A Dirty Shame

A Dirty Shame

It's ironic, and perhaps inevitable, that many gifted provocateurs are eventually honored by the cultural mainstream they've worked to enrage. Eminem and Pedro Almodóvar win Academy Awards. The South Park gang has to settle for a nomination. John Waters and Mel Brooks go from pushing the boundaries of bad taste to helping entertain tourists with hit Broadway musicals based on their films.

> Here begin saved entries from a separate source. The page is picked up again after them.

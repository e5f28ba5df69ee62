use std::sync::Arc;

use sea_orm::{
    ActiveModelTrait, ColumnTrait, EntityTrait, QueryFilter, QueryOrder, Set,
};
use serde::{Deserialize, Serialize};
use tracing::{info, instrument};
use utoipa::ToSchema;

use crate::{
    db::DbPool,
    entities::category::{self, Entity as Category},
    errors::ServiceError,
};

const MAX_CATEGORY_NAME: usize = 100;

/// Body for creating or renaming a category. `name` is optional so a missing
/// field reports the same error as a blank one.
#[derive(Debug, Clone, Default, Serialize, Deserialize, ToSchema)]
pub struct CategoryInput {
    #[schema(example = "Outerwear")]
    pub name: Option<String>,
}

/// Service for managing catalog categories
#[derive(Clone)]
pub struct CategoryService {
    db_pool: Arc<DbPool>,
}

impl CategoryService {
    pub fn new(db_pool: Arc<DbPool>) -> Self {
        Self { db_pool }
    }

    /// Lists every category ordered by id
    #[instrument(skip(self))]
    pub async fn list_categories(&self) -> Result<Vec<category::Model>, ServiceError> {
        let categories = Category::find()
            .order_by_asc(category::Column::CategoryId)
            .all(&*self.db_pool)
            .await?;
        Ok(categories)
    }

    #[instrument(skip(self))]
    pub async fn get_category(&self, category_id: i32) -> Result<category::Model, ServiceError> {
        Category::find_by_id(category_id)
            .one(&*self.db_pool)
            .await?
            .ok_or_else(|| ServiceError::NotFound("Category not found".to_string()))
    }

    #[instrument(skip(self))]
    pub async fn create_category(
        &self,
        input: CategoryInput,
    ) -> Result<category::Model, ServiceError> {
        let name = clean_name(input.name)?;
        self.ensure_name_free(&name, None).await?;

        let created = category::ActiveModel {
            name: Set(name),
            ..Default::default()
        }
        .insert(&*self.db_pool)
        .await
        .map_err(|e| ServiceError::from_db_with_conflict(e, "Category already exists"))?;

        info!(category_id = created.category_id, "Category created");
        Ok(created)
    }

    #[instrument(skip(self))]
    pub async fn update_category(
        &self,
        category_id: i32,
        input: CategoryInput,
    ) -> Result<category::Model, ServiceError> {
        let name = clean_name(input.name)?;
        let existing = self.get_category(category_id).await?;
        self.ensure_name_free(&name, Some(category_id)).await?;

        let mut active: category::ActiveModel = existing.into();
        active.name = Set(name);
        let updated = active
            .update(&*self.db_pool)
            .await
            .map_err(|e| ServiceError::from_db_with_conflict(e, "Category already exists"))?;

        Ok(updated)
    }

    /// Deletes a category. Its products stay in the catalog without a category.
    #[instrument(skip(self))]
    pub async fn delete_category(&self, category_id: i32) -> Result<(), ServiceError> {
        let result = Category::delete_by_id(category_id)
            .exec(&*self.db_pool)
            .await?;
        if result.rows_affected == 0 {
            return Err(ServiceError::NotFound("Category not found".to_string()));
        }
        info!(category_id, "Category deleted");
        Ok(())
    }

    async fn ensure_name_free(&self, name: &str, except: Option<i32>) -> Result<(), ServiceError> {
        let mut query = Category::find().filter(category::Column::Name.eq(name));
        if let Some(id) = except {
            query = query.filter(category::Column::CategoryId.ne(id));
        }
        if query.one(&*self.db_pool).await?.is_some() {
            return Err(ServiceError::Conflict(format!(
                "Category '{name}' already exists"
            )));
        }
        Ok(())
    }
}

fn clean_name(name: Option<String>) -> Result<String, ServiceError> {
    let name = name
        .map(|n| n.trim().to_string())
        .filter(|n| !n.is_empty())
        .ok_or_else(|| ServiceError::BadRequest("Missing 'name'".to_string()))?;
    if name.chars().count() > MAX_CATEGORY_NAME {
        return Err(ServiceError::ValidationError(format!(
            "name: must be at most {MAX_CATEGORY_NAME} characters"
        )));
    }
    Ok(name)
}

#[cfg(test)]
mod tests {
    use super::*;
    use assert_matches::assert_matches;

    #[test]
    fn missing_and_blank_names_are_rejected() {
        assert_matches!(clean_name(None), Err(ServiceError::BadRequest(msg)) if msg == "Missing 'name'");
        assert_matches!(clean_name(Some("   ".into())), Err(ServiceError::BadRequest(_)));
    }

    #[test]
    fn names_are_trimmed_and_bounded() {
        assert_eq!(clean_name(Some("  Shoes ".into())).unwrap(), "Shoes");
        assert_matches!(
            clean_name(Some("x".repeat(MAX_CATEGORY_NAME + 1))),
            Err(ServiceError::ValidationError(_))
        );
    }
}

It's easy to read Waters' latest, then, as an indignant reaction against mainstream acceptance, a fevered attempt to crawl his way back into the gutter.

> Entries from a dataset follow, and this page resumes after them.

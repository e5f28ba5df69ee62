use sea_orm_migration::prelude::*;

use super::m20240301_000003_create_customers_table::Customers;

#[derive(DeriveMigrationName)]
pub struct Migration;

#[async_trait::async_trait]
impl MigrationTrait for Migration {
    async fn up(&self, manager: &SchemaManager) -> Result<(), DbErr> {
        manager
            .create_table(
                Table::create()
                    .table(Orders::Table)
                    .if_not_exists()
                    .col(
                        ColumnDef::new(Orders::OrderId)
                            .integer()
                            .not_null()
                            .auto_increment()
                            .primary_key(),
                    )
                    .col(ColumnDef::new(Orders::CustomerId).integer().not_null())
                    .col(
                        ColumnDef::new(Orders::OrderDate)
                            .date()
                            .not_null()
                            .default(Expr::current_date()),
                    )
                    .col(
                        ColumnDef::new(Orders::Status)
                            .string_len(20)
                            .not_null()
                            .default("pending"),
                    )
                    .foreign_key(
                        ForeignKey::create()
                            .name("fk_orders_customer_id")
                            .from(Orders::Table, Orders::CustomerId)
                            .to(Customers::Table, Customers::CustomerId)
                            .on_delete(ForeignKeyAction::Cascade)
                            .on_update(ForeignKeyAction::Cascade),
                    )
                    .to_owned(),
            )
            .await?;

        manager
            .create_index(
                Index::create()
                    .if_not_exists()
                    .name("idx_orders_customer_id")
                    .table(Orders::Table)
                    .col(Orders::CustomerId)
                    .to_owned(),
            )
            .await?;

        Ok(())
    }

    async fn down(&self, manager: &SchemaManager) -> Result<(), DbErr> {
        manager
            .drop_table(Table::drop().table(Orders::Table).if_exists().to_owned())
            .await
    }
}

#[derive(DeriveIden)]
pub enum Orders {
    Table,
    OrderId,
    CustomerId,
    OrderDate,
    Status,
}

After edging toward respectability with fundamentally sweet, gentle films like Hairspray and Pecker, Baltimore's reigning bad boy returns to the manic, censor-baiting crassness of his earliest work with A Dirty Shame, an NC-17 comedy that really should skip the formalities and be shown only at midnight. A full-frontal attack on the Christian Right's brand of sexual puritanism, the film casts Tracey Ullman as an uptight housewife who turns into a raging sex fiend following a head injury. Suddenly insatiable, she joins a sex cult that functions as a U.N. of fetishes and perversions. Selma Blair co-stars as Ullman's daughter and fellow cultist, a stripper and star pupil of the Russ Meyer school of self-improvement through cosmetic surgery. Preaching a gospel of sexual freedom, cult leader Johnny Knoxville leads Ullman, Blair, and his other disciples in a holy war against the forces of sexual repression.

Happily channeling the spirit of Meyer, William Castle, Herschell Gordon Lewis, and every carnival barker and sex-show worker who ever made a quick buck spitting in the face of propriety, A Dirty Shame gets off to a rousing start. Working in a deeply personal, almost amateurish vein, Waters infuses the film with lusty, energetic vulgarity and an underlying sweetness. But economy appears to be one virtue he failed to glean from his beloved B-movies. Once the initial sugar rush of guilty-pleasure laughs subsides, the guilt starts to outweigh the pleasure, and A Dirty Shame lingers far longer than it should. Blair and Ullman throw themselves headfirst into the insanity, reveling in the forfeiture of dignity, self-respect, and self-consciousness their roles demand, but their sex-crazed peers grow depressingly interchangeable as the film goes through its frenzied but ultimately draining paces. Embracing ugliness, lousy production values, and borderline hysteria as virtues, A Dirty Shame is one for the cultists, a proud retreat back into the sandbox of sexual juvenilia, a potty-mouthed manifesto from an elder statesman of shock. Let's just see them try to adapt this one for the Broadway stage.